A cobertura previdenciária é garantida para aqueles que possuem vínculo formal de trabalho. Os trabalhadores informais vivenciam uma situação de desproteção social, pois a maioria deles não contribui para a previdência social e, por isso, estão excluídos dos direitos previdenciários e trabalhistas. Constata-se que a reprodução social dos estudantes depende amplamente de iniciativas privadas desenvolvidas no âmbito das famílias tendo em vista o baixo acesso aos serviços públicos de proteção social.
A dimensão da reprodução social mostra-se relevante para compreender a permanência dos estudantes pela contribuição deles para o sustento familiar e pelo envolvimento com o cuidado dos filhos e com o trabalho doméstico, ainda, pelo inexpressivo apoio obtido junto aos serviços públicos. Os relatos dos estudantes são elucidativos das implicações dessa dimensão para a permanência estudantil:
Tenho, pois tenho um filho e dependo que pai dele chegue para poder ficar com para mim ir ao curso e também dependo de carona de terceiros (Feminino, estudante logística).
A dificuldade de conciliar casa, trabalho e crianças acaba dificultando bastante, principalmente o horário para chegar no IFSC. E os professores não tem tolerância quanto a isso” (Feminino, estudante de administração). Recém estou saindo de uma licença domiciliar, minha filha tem 6 meses e tenho um menino de 4 anos, deixá-los é muito difícil, principalmente pela distância que tenho que enfrentar para chegar até aqui (Feminino, estudante de edificações).
Parentes idosos e doentes cadeirantes dependentes (Masculino, estudante mecânica)
(Moraes, 2021, p. 333).
Após apresentar um panorama geral das condições de vida dos estudantes, passa-se para a análise das condições do IFSC que se mostraram relevantes para a permanência dos estudantes.
As Condições Institucionais do IFSC e a Permanência Estudantil
As condições institucionais para a permanência estudantil se expressam através de um conjunto composto por documentos, programas, projetos e ações realizadas no IFSC que têm como objetivo incentivar ou garantir a permanência dos estudantes nos cursos. Diante da amplitude e da diversidade desse campo, que é tanto teórico-documental como prático-operativo, foram selecionadas duas fontes principais de dados: os documentos institucionais relacionados com a temática e o fazer profissional dos coordenadores dos cursos.

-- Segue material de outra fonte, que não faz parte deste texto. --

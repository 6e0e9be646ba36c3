//! The derived result record.

use serde::{Deserialize, Serialize};

use crate::inputs::PlantInputs;

/// Everything the model derives for one operating point, plus an echo of
/// the inputs so downstream consumers (reports, exports) never need to
/// re-thread the original call site.
///
/// The record is fully determined by the input tuple: same inputs, same
/// bits. It is created fresh on every evaluation and never mutated.
#[derive(Debug, Clone, Copy, PartialEq, Serialize, Deserialize)]
pub struct PlantResults {
    // Mass partition
    /// Dry (fuel) fraction of the feed, kg/s
    pub dry_mass_kg_s: f64,
    /// Moisture (steam-loop) fraction of the feed, kg/s
    pub moisture_mass_kg_s: f64,

    // Brayton state points
    pub t1_k: f64,
    pub t2_k: f64,
    pub t3_k: f64,
    pub t4_k: f64,
    pub p1_mpa: f64,
    pub p2_mpa: f64,

    // Rankine state points
    pub h1_kj_kg: f64,
    pub h2_kj_kg: f64,
    pub h3_kj_kg: f64,
    pub h4_kj_kg: f64,

    // Heat duties
    /// Fuel chemical energy released in the combustor, kW
    pub q_in_brayton_kw: f64,
    /// Boiler heat input to the steam loop, kW
    pub q_in_rankine_kw: f64,

    // Work terms
    pub w_compressor_kw: f64,
    pub w_turbine_brayton_kw: f64,
    pub w_turbine_rankine_kw: f64,
    pub w_pump_kw: f64,
    pub w_net_brayton_kw: f64,

    // Efficiencies (0.0 when the respective heat input is non-positive)
    pub eta_brayton: f64,
    pub eta_rankine: f64,
    pub eta_combined: f64,

    // Power outputs (negative net work clamps to zero)
    pub brayton_power_kw: f64,
    pub rankine_power_kw: f64,
    pub total_power_kw: f64,

    // Energy-flow summary
    pub useful_work_kw: f64,
    pub losses_kw: f64,

    /// Fuel burned by the gas turbine, kg/hr
    pub fuel_consumption_kg_hr: f64,

    // AD-HTC byproduct correlations
    pub gas_a_kg_hr: f64,
    pub gas_b_kg_hr: f64,
    pub methane_kg_hr: f64,
    pub htc_heating_kj: f64,

    /// Echo of the invocation inputs
    pub inputs: PlantInputs,
}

O mapeamento e a análise dos programas por meio da consulta a documentos do Governo Federal e do IFSC (leis, resoluções, instruções normativas, portarias etc.) permitiram identificar os programas executados que têm foco na permanência estudantil. Entre esses, destacam-se como fundamentais: Programas de Assistência Estudantil, que concedem auxílio financeiro para estudantes com renda familiar bruta per capita de até dois salários mínimos8; Programa Nacional de Alimentação Escolar (PNAE); programas de estágio e jovem aprendiz voltados para a inserção socioprofissional; Núcleos de Acessibilidade Educacional (NAE); e Atendimento Educacional Especializado para pessoas com deficiência, transtorno do espectro autista e pessoas com altas habilidades e superdotação, entre outras ações que podem ser executadas pelos campus individualmente9.
O Plano de Permanência e Êxito – PPE (IFSC, 2018) também é uma ação importante para analisar entraves e caminhos possíveis à permanência, pois indica a necessidade de implantar, monitorar e avaliar ações específicas para minimizar os indicadores de evasão. Para isso, sugere a criação de Comissões de Acompanhamento das Ações de Permanência e Êxito dos Estudantes (CAPE), na reitoria e nos campi, com plano de trabalho contendo etapas, prazos e responsáveis para construir planos locais de permanência e êxito em todos os campi (IFSC, 2018). O Campus Caçador implantou a CAPE, realizou o diagnóstico e identificou os fatores de evasão, planejou medidas de permanência e êxito, mas ainda não havia começado a executá-las. Já em Florianópolis existe a comissão que trata do assunto, mas não foi possível acessar os materiais. Assim, apesar de o IFSC ter construído o PPE, observa-se alguns desencontros na execução dos trabalhos. Todavia, considerando a “[…] ausência histórica de ações de apoio à permanência na Educação Profissional e Tecnológica brasileira, esse documento possibilita e oferece condições para possíveis debates e mudanças” (Zanin, 2019, p. 211), sendo necessário aprimorá-lo e, principalmente, executar as ações planejadas para que de fato alcance os estudantes e se constitua como ferramenta de apoio à permanência estudantil.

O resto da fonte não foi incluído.